Check the entries below and say how many lines include the word "ChatMessage". No other text is wanted.
------------------------------------------------------------
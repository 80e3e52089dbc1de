use serde::{Deserialize, Serialize};

use super::providers::ProviderKind;
use super::RelayError;

/// 单条对话消息，按调用方给定的顺序原样转发
#[derive(Debug, Clone, PartialEq, Eq, Serialize, Deserialize)]
pub struct ChatMessage {
    pub role: String,
    pub content: String,
}

impl ChatMessage {
    pub fn new(role: impl Into<String>, content: impl Into<String>) -> Self {
        Self {
            role: role.into(),
            content: content.into(),
        }
    }

    pub fn user(content: impl Into<String>) -> Self {
        Self::new("user", content)
    }
}

/// `/chat` 请求体（客户端字段为 camelCase）
#[derive(Debug, Clone, Default, Deserialize)]
#[serde(rename_all = "camelCase")]
pub struct ChatPayload {
    pub messages: Option<Vec<ChatMessage>>,
    pub provider: Option<String>,
    pub api_key: Option<String>,
    pub model: Option<String>,
    pub ragflow_api_key: Option<String>,
    pub ragflow_base_url: Option<String>,
}

/// `/summarise` 请求体
#[derive(Debug, Clone, Default, Deserialize)]
#[serde(rename_all = "camelCase")]
pub struct SummarisePayload {
    pub content: Option<String>,
    pub url: Option<String>,
    pub api_key: Option<String>,
    pub model: Option<String>,
}

/// 单次对话调用的内部请求
///
/// `credential` 与 `target` 的含义取决于 `provider`：
/// - SiliconFlow：API Key 与模型名
/// - RAGFlow：RAGFlow API Key 与 Base URL
#[derive(Debug, Clone, PartialEq)]
pub struct ChatRequest {
    pub messages: Vec<ChatMessage>,
    pub provider: ProviderKind,
    pub credential: Option<String>,
    pub target: Option<String>,
}

impl TryFrom<ChatPayload> for ChatRequest {
    type Error = RelayError;

    fn try_from(payload: ChatPayload) -> Result<Self, Self::Error> {
        let messages = payload
            .messages
            .ok_or_else(|| RelayError::precondition("messages 未提供"))?;
        let provider = ProviderKind::from_request(payload.provider.as_deref());

        let (credential, target) = match provider {
            ProviderKind::SiliconFlow => (payload.api_key, payload.model),
            ProviderKind::RagFlow => (payload.ragflow_api_key, payload.ragflow_base_url),
        };

        Ok(Self {
            messages,
            provider,
            credential,
            target,
        })
    }
}

/// 网页总结请求
#[derive(Debug, Clone, PartialEq, Eq)]
pub struct SummariseRequest {
    pub content: String,
    pub url: Option<String>,
    pub api_key: Option<String>,
    pub model: Option<String>,
}

impl TryFrom<SummarisePayload> for SummariseRequest {
    type Error = RelayError;

    fn try_from(payload: SummarisePayload) -> Result<Self, Self::Error> {
        let content = payload
            .content
            .ok_or_else(|| RelayError::precondition("content 未提供"))?;

        Ok(Self {
            content,
            url: payload.url,
            api_key: payload.api_key,
            model: payload.model,
        })
    }
}

#[derive(Debug, Clone, Serialize)]
pub struct ChatReply {
    pub reply: String,
    pub success: bool,
}

#[derive(Debug, Clone, Serialize)]
pub struct SummaryReply {
    pub summary: String,
    pub success: bool,
}

#[cfg(test)]
mod tests {
    use super::*;
    use serde_json::json;

    #[test]
    fn test_chat_payload_defaults_to_siliconflow() {
        let payload: ChatPayload = serde_json::from_value(json!({
            "messages": [{"role": "user", "content": "hi"}],
            "apiKey": "sk-test",
            "model": "Qwen/Qwen2.5-7B-Instruct"
        }))
        .unwrap();

        let request = ChatRequest::try_from(payload).unwrap();
        assert_eq!(request.provider, ProviderKind::SiliconFlow);
        assert_eq!(request.credential.as_deref(), Some("sk-test"));
        assert_eq!(request.target.as_deref(), Some("Qwen/Qwen2.5-7B-Instruct"));
        assert_eq!(request.messages, vec![ChatMessage::user("hi")]);
    }

    #[test]
    fn test_chat_payload_ragflow_uses_ragflow_fields() {
        let payload: ChatPayload = serde_json::from_value(json!({
            "messages": [],
            "provider": "ragflow",
            "apiKey": "sk-ignored",
            "ragflowApiKey": "rf-key",
            "ragflowBaseUrl": "http://localhost:9380/"
        }))
        .unwrap();

        let request = ChatRequest::try_from(payload).unwrap();
        assert_eq!(request.provider, ProviderKind::RagFlow);
        assert_eq!(request.credential.as_deref(), Some("rf-key"));
        assert_eq!(request.target.as_deref(), Some("http://localhost:9380/"));
    }

    #[test]
    fn test_chat_payload_without_messages_is_rejected() {
        let payload = ChatPayload {
            api_key: Some("sk-test".to_string()),
            ..Default::default()
        };
        let err = ChatRequest::try_from(payload).unwrap_err();
        assert!(matches!(err, RelayError::Precondition(_)));
    }

    #[test]
    fn test_message_order_is_preserved() {
        let payload: ChatPayload = serde_json::from_value(json!({
            "messages": [
                {"role": "system", "content": "s"},
                {"role": "user", "content": "u1"},
                {"role": "assistant", "content": "a1"},
                {"role": "user", "content": "u2"}
            ]
        }))
        .unwrap();
        let request = ChatRequest::try_from(payload).unwrap();
        let roles: Vec<_> = request.messages.iter().map(|m| m.role.as_str()).collect();
        assert_eq!(roles, ["system", "user", "assistant", "user"]);
    }

    #[test]
    fn test_summarise_payload_requires_content() {
        let payload: SummarisePayload =
            serde_json::from_value(json!({"apiKey": "sk-test"})).unwrap();
        let err = SummariseRequest::try_from(payload).unwrap_err();
        assert!(matches!(err, RelayError::Precondition(_)));
    }

    #[test]
    fn test_replies_serialize_with_success_flag() {
        let reply = serde_json::to_value(ChatReply {
            reply: "ok".to_string(),
            success: true,
        })
        .unwrap();
        assert_eq!(reply, json!({"reply": "ok", "success": true}));

        let summary = serde_json::to_value(SummaryReply {
            summary: "s".to_string(),
            success: true,
        })
        .unwrap();
        assert_eq!(summary, json!({"summary": "s", "success": true}));
    }
}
------------------------------------------------------------
▶ _Reply_
5